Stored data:
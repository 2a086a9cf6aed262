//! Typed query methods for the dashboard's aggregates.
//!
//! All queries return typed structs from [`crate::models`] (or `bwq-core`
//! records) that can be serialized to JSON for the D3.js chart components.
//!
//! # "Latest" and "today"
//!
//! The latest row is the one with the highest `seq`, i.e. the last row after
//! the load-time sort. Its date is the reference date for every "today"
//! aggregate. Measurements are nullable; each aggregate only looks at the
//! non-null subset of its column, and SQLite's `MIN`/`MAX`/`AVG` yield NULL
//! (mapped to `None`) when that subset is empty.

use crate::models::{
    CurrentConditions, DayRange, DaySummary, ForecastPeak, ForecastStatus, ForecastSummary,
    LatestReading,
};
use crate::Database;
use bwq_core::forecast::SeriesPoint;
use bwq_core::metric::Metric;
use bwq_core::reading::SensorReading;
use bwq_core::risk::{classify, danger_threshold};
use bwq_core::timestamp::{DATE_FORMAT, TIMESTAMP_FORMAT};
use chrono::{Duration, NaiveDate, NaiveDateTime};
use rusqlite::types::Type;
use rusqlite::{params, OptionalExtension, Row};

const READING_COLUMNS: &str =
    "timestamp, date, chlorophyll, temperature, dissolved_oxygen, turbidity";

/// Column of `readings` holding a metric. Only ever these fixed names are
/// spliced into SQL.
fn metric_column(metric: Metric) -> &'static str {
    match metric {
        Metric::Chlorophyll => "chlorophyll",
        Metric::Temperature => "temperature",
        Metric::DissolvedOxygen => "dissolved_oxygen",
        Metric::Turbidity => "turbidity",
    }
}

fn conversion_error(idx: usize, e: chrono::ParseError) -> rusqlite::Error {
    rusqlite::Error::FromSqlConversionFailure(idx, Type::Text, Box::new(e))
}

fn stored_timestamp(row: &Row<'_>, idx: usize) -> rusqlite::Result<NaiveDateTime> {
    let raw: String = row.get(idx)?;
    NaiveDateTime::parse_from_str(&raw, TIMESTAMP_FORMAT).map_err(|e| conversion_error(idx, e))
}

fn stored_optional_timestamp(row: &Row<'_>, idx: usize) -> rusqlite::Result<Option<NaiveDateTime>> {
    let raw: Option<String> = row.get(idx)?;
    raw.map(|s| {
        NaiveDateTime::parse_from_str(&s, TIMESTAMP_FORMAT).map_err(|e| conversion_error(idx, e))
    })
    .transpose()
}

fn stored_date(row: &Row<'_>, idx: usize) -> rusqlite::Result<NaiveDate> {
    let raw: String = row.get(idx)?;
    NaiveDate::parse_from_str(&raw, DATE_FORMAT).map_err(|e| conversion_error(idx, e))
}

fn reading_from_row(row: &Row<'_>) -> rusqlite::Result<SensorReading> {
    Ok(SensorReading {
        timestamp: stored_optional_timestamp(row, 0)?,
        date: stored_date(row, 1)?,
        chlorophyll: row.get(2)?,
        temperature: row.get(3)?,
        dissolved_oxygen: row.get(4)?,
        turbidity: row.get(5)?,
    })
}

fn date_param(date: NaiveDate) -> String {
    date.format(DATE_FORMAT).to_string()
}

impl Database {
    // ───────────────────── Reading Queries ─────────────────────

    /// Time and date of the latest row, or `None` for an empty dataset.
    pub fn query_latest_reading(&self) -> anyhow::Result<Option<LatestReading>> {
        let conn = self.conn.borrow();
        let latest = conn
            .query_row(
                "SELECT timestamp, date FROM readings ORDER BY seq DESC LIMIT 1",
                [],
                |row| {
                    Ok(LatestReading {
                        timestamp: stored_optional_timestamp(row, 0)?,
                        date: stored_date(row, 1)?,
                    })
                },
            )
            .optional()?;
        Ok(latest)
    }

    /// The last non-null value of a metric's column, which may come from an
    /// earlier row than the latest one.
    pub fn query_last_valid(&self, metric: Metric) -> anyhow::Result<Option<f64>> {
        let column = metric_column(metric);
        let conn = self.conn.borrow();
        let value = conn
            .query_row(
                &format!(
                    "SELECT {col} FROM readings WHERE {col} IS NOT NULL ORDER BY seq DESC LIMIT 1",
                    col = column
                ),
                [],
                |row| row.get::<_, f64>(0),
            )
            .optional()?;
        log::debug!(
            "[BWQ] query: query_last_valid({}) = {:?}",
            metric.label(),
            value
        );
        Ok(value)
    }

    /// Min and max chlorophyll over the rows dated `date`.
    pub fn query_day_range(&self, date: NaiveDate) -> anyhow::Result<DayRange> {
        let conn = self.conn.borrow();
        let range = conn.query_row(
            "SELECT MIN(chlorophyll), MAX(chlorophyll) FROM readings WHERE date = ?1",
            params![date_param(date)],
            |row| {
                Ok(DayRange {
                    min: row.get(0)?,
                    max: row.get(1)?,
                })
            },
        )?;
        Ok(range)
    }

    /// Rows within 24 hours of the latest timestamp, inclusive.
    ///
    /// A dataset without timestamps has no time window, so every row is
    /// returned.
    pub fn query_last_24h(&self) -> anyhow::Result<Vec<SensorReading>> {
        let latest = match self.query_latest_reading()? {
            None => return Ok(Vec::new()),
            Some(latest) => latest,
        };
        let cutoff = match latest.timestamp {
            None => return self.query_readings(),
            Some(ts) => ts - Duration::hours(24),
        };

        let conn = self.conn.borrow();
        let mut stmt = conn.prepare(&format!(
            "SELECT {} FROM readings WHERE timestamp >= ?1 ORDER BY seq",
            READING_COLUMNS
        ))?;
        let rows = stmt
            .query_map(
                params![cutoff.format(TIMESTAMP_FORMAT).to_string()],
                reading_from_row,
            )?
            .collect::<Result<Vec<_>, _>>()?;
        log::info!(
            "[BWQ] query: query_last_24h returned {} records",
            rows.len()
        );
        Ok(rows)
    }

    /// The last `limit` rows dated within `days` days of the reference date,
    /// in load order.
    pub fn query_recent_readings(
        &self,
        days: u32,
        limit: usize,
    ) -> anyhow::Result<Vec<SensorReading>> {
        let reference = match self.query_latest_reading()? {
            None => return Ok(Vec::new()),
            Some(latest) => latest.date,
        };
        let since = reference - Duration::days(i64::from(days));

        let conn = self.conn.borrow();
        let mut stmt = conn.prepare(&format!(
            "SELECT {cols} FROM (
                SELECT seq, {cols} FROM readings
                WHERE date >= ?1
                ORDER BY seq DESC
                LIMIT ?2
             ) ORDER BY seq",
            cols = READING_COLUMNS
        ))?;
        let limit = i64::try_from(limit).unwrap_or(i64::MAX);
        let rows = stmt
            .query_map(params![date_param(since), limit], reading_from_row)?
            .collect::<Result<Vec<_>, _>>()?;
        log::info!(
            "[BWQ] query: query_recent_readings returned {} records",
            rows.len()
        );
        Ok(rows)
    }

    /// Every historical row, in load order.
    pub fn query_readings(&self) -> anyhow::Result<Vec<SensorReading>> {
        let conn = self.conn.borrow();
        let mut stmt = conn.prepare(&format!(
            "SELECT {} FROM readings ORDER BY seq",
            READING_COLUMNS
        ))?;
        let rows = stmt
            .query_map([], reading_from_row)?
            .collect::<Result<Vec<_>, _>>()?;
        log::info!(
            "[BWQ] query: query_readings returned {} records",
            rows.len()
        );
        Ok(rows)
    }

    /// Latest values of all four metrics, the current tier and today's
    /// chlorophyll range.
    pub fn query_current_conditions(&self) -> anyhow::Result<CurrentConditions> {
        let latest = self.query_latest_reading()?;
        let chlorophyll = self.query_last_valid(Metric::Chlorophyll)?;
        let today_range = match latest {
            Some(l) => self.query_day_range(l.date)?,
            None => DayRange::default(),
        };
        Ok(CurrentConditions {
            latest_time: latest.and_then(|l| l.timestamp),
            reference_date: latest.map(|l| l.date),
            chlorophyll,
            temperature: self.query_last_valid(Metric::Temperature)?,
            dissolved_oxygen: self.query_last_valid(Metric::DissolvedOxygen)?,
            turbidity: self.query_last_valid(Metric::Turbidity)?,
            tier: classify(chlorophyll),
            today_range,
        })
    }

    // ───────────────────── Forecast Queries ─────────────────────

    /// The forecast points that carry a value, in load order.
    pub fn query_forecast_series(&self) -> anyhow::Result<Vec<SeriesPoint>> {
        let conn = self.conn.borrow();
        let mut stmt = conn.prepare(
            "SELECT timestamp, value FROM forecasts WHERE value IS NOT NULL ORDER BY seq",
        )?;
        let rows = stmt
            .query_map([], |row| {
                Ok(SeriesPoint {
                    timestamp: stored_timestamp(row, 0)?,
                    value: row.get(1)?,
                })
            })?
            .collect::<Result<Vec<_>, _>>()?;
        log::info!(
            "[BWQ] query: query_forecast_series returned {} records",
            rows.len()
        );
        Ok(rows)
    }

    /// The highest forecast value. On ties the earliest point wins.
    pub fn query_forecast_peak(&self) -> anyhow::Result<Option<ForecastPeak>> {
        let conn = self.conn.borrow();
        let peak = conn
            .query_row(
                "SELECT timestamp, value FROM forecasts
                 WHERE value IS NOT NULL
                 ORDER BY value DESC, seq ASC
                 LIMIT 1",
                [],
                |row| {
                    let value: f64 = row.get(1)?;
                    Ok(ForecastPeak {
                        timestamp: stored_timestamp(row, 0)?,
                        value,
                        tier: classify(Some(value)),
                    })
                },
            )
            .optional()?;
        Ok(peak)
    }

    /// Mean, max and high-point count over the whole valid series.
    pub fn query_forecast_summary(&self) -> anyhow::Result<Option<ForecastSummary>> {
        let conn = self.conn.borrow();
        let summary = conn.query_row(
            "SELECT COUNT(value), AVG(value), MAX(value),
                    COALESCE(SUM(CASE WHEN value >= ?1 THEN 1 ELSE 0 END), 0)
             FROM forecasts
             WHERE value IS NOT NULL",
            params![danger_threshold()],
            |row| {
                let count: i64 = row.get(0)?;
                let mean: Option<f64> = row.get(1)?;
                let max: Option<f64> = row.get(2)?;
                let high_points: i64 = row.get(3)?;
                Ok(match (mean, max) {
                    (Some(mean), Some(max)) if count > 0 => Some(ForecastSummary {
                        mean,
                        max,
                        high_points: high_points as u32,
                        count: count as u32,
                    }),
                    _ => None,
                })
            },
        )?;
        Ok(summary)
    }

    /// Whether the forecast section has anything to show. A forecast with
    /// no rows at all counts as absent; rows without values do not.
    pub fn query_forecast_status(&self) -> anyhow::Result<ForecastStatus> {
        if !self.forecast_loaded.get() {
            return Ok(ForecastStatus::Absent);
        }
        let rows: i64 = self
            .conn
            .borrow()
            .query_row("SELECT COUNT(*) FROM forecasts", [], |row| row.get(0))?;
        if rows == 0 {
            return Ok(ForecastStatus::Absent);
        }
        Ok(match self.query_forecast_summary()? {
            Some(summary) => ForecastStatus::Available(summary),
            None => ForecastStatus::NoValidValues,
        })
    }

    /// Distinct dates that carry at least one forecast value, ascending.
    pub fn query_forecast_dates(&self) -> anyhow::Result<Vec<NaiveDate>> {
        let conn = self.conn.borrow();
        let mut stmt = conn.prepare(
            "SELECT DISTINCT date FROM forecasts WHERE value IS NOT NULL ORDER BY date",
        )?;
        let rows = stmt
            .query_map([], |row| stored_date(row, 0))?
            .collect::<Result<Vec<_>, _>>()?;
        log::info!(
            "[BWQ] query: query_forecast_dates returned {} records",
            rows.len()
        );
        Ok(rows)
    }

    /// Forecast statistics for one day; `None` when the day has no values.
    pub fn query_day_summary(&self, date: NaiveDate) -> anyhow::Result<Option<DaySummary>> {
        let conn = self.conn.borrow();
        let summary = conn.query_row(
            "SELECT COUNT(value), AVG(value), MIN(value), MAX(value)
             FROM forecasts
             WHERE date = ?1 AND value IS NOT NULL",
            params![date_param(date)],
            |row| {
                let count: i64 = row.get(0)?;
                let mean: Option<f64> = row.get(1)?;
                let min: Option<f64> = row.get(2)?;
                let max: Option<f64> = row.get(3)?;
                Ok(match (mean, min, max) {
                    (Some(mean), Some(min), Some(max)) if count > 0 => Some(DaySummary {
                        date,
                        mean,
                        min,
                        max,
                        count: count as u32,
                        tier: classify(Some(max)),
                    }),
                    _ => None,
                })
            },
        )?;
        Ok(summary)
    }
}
--
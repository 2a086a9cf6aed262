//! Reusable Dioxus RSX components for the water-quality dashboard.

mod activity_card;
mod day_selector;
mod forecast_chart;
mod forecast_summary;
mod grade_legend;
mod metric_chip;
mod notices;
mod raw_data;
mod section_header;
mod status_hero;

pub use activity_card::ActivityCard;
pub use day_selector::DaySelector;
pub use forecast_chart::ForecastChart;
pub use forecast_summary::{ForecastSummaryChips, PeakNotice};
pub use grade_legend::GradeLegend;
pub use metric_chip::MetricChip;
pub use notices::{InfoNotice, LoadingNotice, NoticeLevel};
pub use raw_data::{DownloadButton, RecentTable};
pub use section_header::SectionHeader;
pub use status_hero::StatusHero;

**Task objective**
Lines in the records above that contain the word "temperature" need to be counted; the reply is that number and nothing else.

**Exercise output**
4